Have you noticed that all hospitals have a mould?
Not as fixed as cookie-cutters, in exact shapes and dimensions, but moulds that give structure, functionality, and strength. I am old, and I have been to many of them, and let me tell you something. When you get old, your memory tends to fail, yes, and you can’t really hear much. Ever so often, you feel there isn’t really much you can do by yourself, for yourself. You shuffle along, and you try to keep up. You don’t understand a lot of things, and occasionally, you don’t seem to be making much sense either. Not to mention the ever present nostalgia, and the yearning for the good times that are now long gone.
I know all this, because I feel all this.
If you are ever in a hospital, you will notice two types of people. The ones that are healthy, and the ones that aren’t. The healthy – they are always easy to spot. Signs of disease, or more accurately, the lack thereof, can be made out. It’s like a survival instinct, a primitive assessment. These are the people that are faring far better than you, and your senile brain registers that quickly enough.
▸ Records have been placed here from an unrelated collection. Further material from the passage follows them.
#[cfg(test)]
mod tests {
    use super::*;
    use crate::error::Location;
    use std::io::Cursor;

    fn decode_samples(text: &str) -> Result<Vec<Sample>> {
        SampleCodec::decode(&TextCodec, &mut Cursor::new(text.as_bytes()))
    }

    fn decode_model(text: &str) -> Result<LinearModel> {
        ModelCodec::decode(&TextCodec, &mut Cursor::new(text.as_bytes()))
    }

    fn parse_location(r: Result<Vec<Sample>>) -> (usize, usize) {
        match r {
            Err(EsvmError::Parse {
                location: Location::Line { line, column },
                ..
            }) => (line, column),
            other => panic!("expected parse error, got {other:?}"),
        }
    }

    #[test]
    fn writes_dense_terminated_lines() {
        let samples = vec![
            Sample::positive(vec![0.5, 0.0, -2.0]),
            Sample::negative(vec![1.0]),
        ];
        let mut out = Vec::new();
        SampleCodec::encode(&TextCodec, &samples, &mut out).unwrap();
        let text = String::from_utf8(out).unwrap();
        assert_eq!(text, "+1 1:0.5 2:0 3:-2 -1:0\n-1 1:1 -1:0\n");
    }

    #[test]
    fn round_trips_samples() {
        let samples = vec![
            Sample::positive(vec![0.1, 1.0 / 3.0, -7.25e-9]),
            Sample::negative(vec![f64::MAX, -0.0, 42.0]),
        ];
        let mut out = Vec::new();
        SampleCodec::encode(&TextCodec, &samples, &mut out).unwrap();
        let back = SampleCodec::decode(&TextCodec, &mut Cursor::new(out)).unwrap();
        assert_eq!(back, samples);
    }

    #[test]
    fn gaps_read_as_zeros_and_blank_lines_are_skipped() {
        let s = decode_samples("\n1 2:3.5 4:1 -1:0\n\n-1 -1:0\n").unwrap();
        assert_eq!(s.len(), 2);
        assert_eq!(s[0].features, vec![0.0, 3.5, 0.0, 1.0]);
        assert_eq!(s[0].label, Label::Positive);
        assert!(s[1].features.is_empty());
        assert_eq!(s[1].label, Label::Negative);
    }

    #[test]
    fn duplicate_index_is_rejected() {
        let (line, column) = parse_location(decode_samples("1 1:0.1 2:0.2 2:0.3 -1:0\n"));
        assert_eq!(line, 1);
        assert_eq!(column, 15);
    }

    #[test]
    fn decreasing_index_is_rejected() {
        let (line, column) = parse_location(decode_samples("-1 1:1 -1:0\n1 2:0.2 1:0.1 -1:0\n"));
        assert_eq!(line, 2);
        assert_eq!(column, 9);
    }

    #[test]
    fn oversized_index_is_a_parse_error() {
        let (line, column) =
            parse_location(decode_samples("-1 1:0 -1:0\n1 18446744073709551615:1 -1:0\n"));
        assert_eq!((line, column), (2, 3));

        let too_far = format!("1 {}:1 -1:0\n", MAX_FEATURE_INDEX + 1);
        assert_eq!(parse_location(decode_samples(&too_far)), (1, 3));
    }

    #[test]
    fn missing_terminator_and_bad_tokens() {
        parse_location(decode_samples("1 1:0.5\n"));
        parse_location(decode_samples("2 1:0.5 -1:0\n"));
        parse_location(decode_samples("x 1:0.5 -1:0\n"));
        parse_location(decode_samples("1 1-0.5 -1:0\n"));
        parse_location(decode_samples("1 1:abc -1:0\n"));
        parse_location(decode_samples("1 0:1 -1:0\n"));
        parse_location(decode_samples("1 1:1 -1:0 2:2\n"));
    }

    fn model() -> LinearModel {
        LinearModel {
            kernel: KernelType::Linear,
            weights: vec![0.25, -1.5, 1e-7],
            rho: -0.125,
            support_vectors: 4,
            positive_weight: 100.0,
            negative_weight: 1.0,
            probability: Some(PlattSigmoid::new(-3.5, 0.2)),
        }
    }

    #[test]
    fn model_layout() {
        let mut out = Vec::new();
        ModelCodec::encode(&TextCodec, &model(), &mut out).unwrap();
        let text = String::from_utf8(out).unwrap();
        let lines: Vec<&str> = text.lines().collect();
        assert_eq!(lines[0], MODEL_HEADER);
        assert_eq!(lines[1], "kernel_type linear");
        assert_eq!(lines[2], "nr_feature 3");
        assert_eq!(lines[5], "class_weights 100 1");
        assert_eq!(lines[6], "probability -3.5 0.2");
        assert_eq!(lines[7], "w");
        assert_eq!(lines[8], "0.25 -1.5 0.0000001");
    }

    #[test]
    fn round_trips_model() {
        for m in [
            model(),
            LinearModel {
                probability: None,
                ..model()
            },
        ] {
            let mut out = Vec::new();
            ModelCodec::encode(&TextCodec, &m, &mut out).unwrap();
            let back = ModelCodec::decode(&TextCodec, &mut Cursor::new(out)).unwrap();
            assert_eq!(back, m);
        }
    }

    #[test]
    fn model_semantic_errors_are_illegal_state() {
        let unsupported = "ESVM-MODEL-TEXT v1\nkernel_type rbf\nnr_feature 1\nrho 0\nw\n1\n";
        assert!(matches!(
            decode_model(unsupported),
            Err(EsvmError::IllegalState(_))
        ));

        let missing_rho = "ESVM-MODEL-TEXT v1\nkernel_type linear\nnr_feature 1\nw\n1\n";
        assert!(matches!(
            decode_model(missing_rho),
            Err(EsvmError::IllegalState(_))
        ));

        let short = "ESVM-MODEL-TEXT v1\nkernel_type linear\nnr_feature 3\nrho 0\nw\n1 2\n";
        assert!(matches!(decode_model(short), Err(EsvmError::IllegalState(_))));
    }

    #[test]
    fn model_syntax_errors_are_parse() {
        let bad_header = "SOMETHING ELSE\n";
        assert!(matches!(
            decode_model(bad_header),
            Err(EsvmError::Parse { .. })
        ));

        let bad_rho = "ESVM-MODEL-TEXT v1\nkernel_type linear\nnr_feature 1\nrho zero\nw\n1\n";
        assert!(matches!(
            decode_model(bad_rho),
            Err(EsvmError::Parse {
                location: Location::Line { line: 4, column: 5 },
                ..
            })
        ));

        let unknown = "ESVM-MODEL-TEXT v1\ngamma 0.5\n";
        assert!(matches!(decode_model(unknown), Err(EsvmError::Parse { .. })));
    }

    fn linear_model_text(tail: &str) -> String {
        format!("{MODEL_HEADER}\nkernel_type linear\nnr_feature 1\n{tail}")
    }

    #[test]
    fn repeated_keys_and_trailing_content_are_rejected() {
        assert!(matches!(
            decode_model(&linear_model_text("rho 0\nrho 1\nw\n1\n")),
            Err(EsvmError::Parse {
                location: Location::Line { line: 5, column: 1 },
                ..
            })
        ));
        assert!(matches!(
            decode_model(&linear_model_text("rho 0\nw\n1\nrho 2\n")),
            Err(EsvmError::Parse {
                location: Location::Line { line: 7, column: 1 },
                ..
            })
        ));
        assert!(matches!(
            decode_model(&linear_model_text("rho 0\nw\n1\n2\n")),
            Err(EsvmError::Parse { .. })
        ));

        let blank_tail = decode_model(&linear_model_text("rho 0\nw\n1\n\n\n")).unwrap();
        assert_eq!(blank_tail.weights, vec![1.0]);
    }
}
It also reminds you there is nothing you can do about it.
Another thing you notice about old people is how they ramble. Like me, talking about the workings of my brain, while I must actually be talking about the ways of the heart, and forgetting entirely about the cookie-cutters.
When you bake cookies, there’s the standard ingredients you add – the flour, the butter, the eggs – the things that make cookies cookies. You can also add a million other flavours alone or in combination, and they are nice too. Every hospital has a set of people that walk in and out the doors everyday – the flour, butter and eggs – the old, the young, and the women with child. Everybody else is basically chocolate chips and raisins – hospitals can do without.
While you’re a part of the essentials, you become one of many. I have walked into hospitals for harmless hernia surgeries and I have been brought in on stretchers when I wasn’t able to breathe. Had needles pricked and catheters placed, have been in pain over and over again. You would think that the first time is the worst, and the pain might settle as the years pass, but it’s the kind that always there, in the back of your head, in the crook of your elbow, in the hollows of your chest.
I taught my children to hold my fingers and walk, and now they hold on to me. There isn’t much to be around for, but how do you tell them you want to leave? The heart has its strings and these are more often than not twisted around the fingers of your child, and their children, and then, how do you let go?
You hold on, to every single beat, to every ragged breath.